### About this exercise
Note each line of the listing that contains the string "return", and copy it.

### Dataset entries
##############################
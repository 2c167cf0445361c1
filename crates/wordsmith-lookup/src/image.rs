use std::path::{Path, PathBuf};
use std::sync::Arc;
use std::time::Duration;

use async_trait::async_trait;
use reqwest::header::CONTENT_TYPE;
use wordsmith_core::ImageSlot;

const IMAGE_EXTENSIONS: [&str; 5] = ["jpg", "jpeg", "png", "gif", "webp"];

/// Best-effort illustrative image source
#[async_trait]
pub trait ImageFetcher: Send + Sync {
    /// Fetch an image for `word` and return where it was stored
    async fn fetch(&self, word: &str) -> Result<PathBuf, ImageError>;
}

#[derive(Debug, thiserror::Error)]
pub enum ImageError {
    #[error("Network error: {0}")]
    NetworkError(#[from] reqwest::Error),

    #[error("IO error: {0}")]
    IoError(#[from] std::io::Error),

    #[error("HTTP {0}")]
    HttpStatus(reqwest::StatusCode),

    #[error("Unsupported content type: {0}")]
    UnsupportedContentType(String),
}

/// Downloads one image per word from a URL template with a `{word}` placeholder
#[derive(Clone)]
pub struct HttpImageFetcher {
    client: reqwest::Client,
    url_template: String,
    output_dir: PathBuf,
}

impl HttpImageFetcher {
    pub fn new(url_template: String, output_dir: PathBuf) -> Self {
        Self {
            client: reqwest::Client::new(),
            url_template,
            output_dir,
        }
    }

    fn word_dir(&self, word: &str) -> PathBuf {
        self.output_dir.join(word)
    }

    fn image_url(&self, word: &str) -> String {
        self.url_template.replace("{word}", word)
    }
}

/// First image file already downloaded into `dir`
async fn existing_image(dir: &Path) -> Option<PathBuf> {
    let mut entries = tokio::fs::read_dir(dir).await.ok()?;
    while let Ok(Some(entry)) = entries.next_entry().await {
        let path = entry.path();
        let is_image = path
            .extension()
            .and_then(|ext| ext.to_str())
            .is_some_and(|ext| IMAGE_EXTENSIONS.contains(&ext.to_lowercase().as_str()));
        if is_image {
            return Some(path);
        }
    }
    None
}

fn extension_for(content_type: &str) -> Option<&'static str> {
    let mime = content_type.split(';').next()?.trim();
    match mime {
        "image/jpeg" | "image/jpg" => Some("jpg"),
        "image/png" => Some("png"),
        "image/gif" => Some("gif"),
        "image/webp" => Some("webp"),
        _ => None,
    }
}

#[async_trait]
impl ImageFetcher for HttpImageFetcher {
    async fn fetch(&self, word: &str) -> Result<PathBuf, ImageError> {
        let dir = self.word_dir(word);
        if let Some(path) = existing_image(&dir).await {
            tracing::debug!("Reusing image for '{}': {}", word, path.display());
            return Ok(path);
        }

        let response = self.client.get(self.image_url(word)).send().await?;
        if !response.status().is_success() {
            return Err(ImageError::HttpStatus(response.status()));
        }

        let content_type = response
            .headers()
            .get(CONTENT_TYPE)
            .and_then(|v| v.to_str().ok())
            .unwrap_or_default()
            .to_string();
        let ext = extension_for(&content_type)
            .ok_or_else(|| ImageError::UnsupportedContentType(content_type.clone()))?;

        let bytes = response.bytes().await?;
        tokio::fs::create_dir_all(&dir).await?;
        let path = dir.join(format!("image.{ext}"));
        tokio::fs::write(&path, &bytes).await?;

        Ok(path)
    }
}

/// Fetch an image for `word` in a detached task.
///
/// The outcome only ever lands in `slot`. Failures and timeouts are logged and
/// dropped, the task is never joined.
pub fn spawn_image_fetch(
    fetcher: Arc<dyn ImageFetcher>,
    word: String,
    slot: ImageSlot,
    timeout: Duration,
) {
    tokio::spawn(async move {
        match tokio::time::timeout(timeout, fetcher.fetch(&word)).await {
            Ok(Ok(path)) => {
                tracing::debug!("Image for '{}' ready at {}", word, path.display());
                slot.fill(path);
            }
            Ok(Err(e)) => tracing::warn!("Image fetch for '{}' failed: {}", word, e),
            Err(_) => tracing::debug!("Image fetch for '{}' timed out", word),
        }
    });
}

#[cfg(test)]
mod tests {
    use std::time::Duration;

    use tokio::time::{sleep, timeout};

    use super::*;

    struct FixedFetcher(Result<PathBuf, ()>);

    #[async_trait]
    impl ImageFetcher for FixedFetcher {
        async fn fetch(&self, _word: &str) -> Result<PathBuf, ImageError> {
            self.0.clone().map_err(|_| {
                ImageError::IoError(std::io::Error::other("no images today"))
            })
        }
    }

    struct SlowFetcher;

    #[async_trait]
    impl ImageFetcher for SlowFetcher {
        async fn fetch(&self, _word: &str) -> Result<PathBuf, ImageError> {
            sleep(Duration::from_secs(60)).await;
            Ok(PathBuf::from("late.jpg"))
        }
    }

    async fn wait_for(slot: &ImageSlot) -> Option<PathBuf> {
        timeout(Duration::from_secs(2), async {
            loop {
                if let Some(path) = slot.get() {
                    return path.to_path_buf();
                }
                sleep(Duration::from_millis(10)).await;
            }
        })
        .await
        .ok()
    }

    #[tokio::test]
    async fn successful_fetch_fills_the_slot() {
        let slot = ImageSlot::new();
        spawn_image_fetch(
            Arc::new(FixedFetcher(Ok(PathBuf::from("downloads/cat/image.jpg")))),
            "cat".to_string(),
            slot.clone(),
            Duration::from_secs(1),
        );

        assert_eq!(
            wait_for(&slot).await,
            Some(PathBuf::from("downloads/cat/image.jpg"))
        );
    }

    #[tokio::test]
    async fn failed_fetch_leaves_the_slot_empty() {
        let slot = ImageSlot::new();
        spawn_image_fetch(
            Arc::new(FixedFetcher(Err(()))),
            "cat".to_string(),
            slot.clone(),
            Duration::from_secs(1),
        );

        sleep(Duration::from_millis(100)).await;
        assert!(slot.get().is_none());
    }

    #[tokio::test(start_paused = true)]
    async fn slow_fetch_times_out() {
        let slot = ImageSlot::new();
        spawn_image_fetch(
            Arc::new(SlowFetcher),
            "cat".to_string(),
            slot.clone(),
            Duration::from_secs(5),
        );

        sleep(Duration::from_secs(120)).await;
        assert!(slot.get().is_none());
    }

    #[tokio::test]
    async fn existing_download_is_reused() {
        let dir = tempfile::tempdir().unwrap();
        let word_dir = dir.path().join("cat");
        std::fs::create_dir_all(&word_dir).unwrap();
        std::fs::write(word_dir.join("notes.txt"), "x").unwrap();
        std::fs::write(word_dir.join("Image.PNG"), "x").unwrap();

        // The template points nowhere, so only the cached file can satisfy this
        let fetcher = HttpImageFetcher::new(
            "http://127.0.0.1:9/{word}".to_string(),
            dir.path().to_path_buf(),
        );
        let path = fetcher.fetch("cat").await.unwrap();
        assert_eq!(path, word_dir.join("Image.PNG"));
    }

    #[test]
    fn content_types_map_to_extensions() {
        assert_eq!(extension_for("image/jpeg"), Some("jpg"));
        assert_eq!(extension_for("image/png; charset=binary"), Some("png"));
        assert_eq!(extension_for("text/html"), None);
        assert_eq!(extension_for(""), None);
    }

    #[test]
    fn template_placeholder_is_replaced() {
        let fetcher = HttpImageFetcher::new(
            "https://loremflickr.com/320/240/{word}".to_string(),
            PathBuf::from("downloads"),
        );
        assert_eq!(fetcher.image_url("cat"), "https://loremflickr.com/320/240/cat");
        assert_eq!(fetcher.word_dir("cat"), PathBuf::from("downloads/cat"));
    }
}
##############################
### Finished exercise
    /// Fetch an image for `word` and return where it was stored
            return Some(path);
            return Ok(path);
            return Err(ImageError::HttpStatus(response.status()));
                    return path.to_path_buf();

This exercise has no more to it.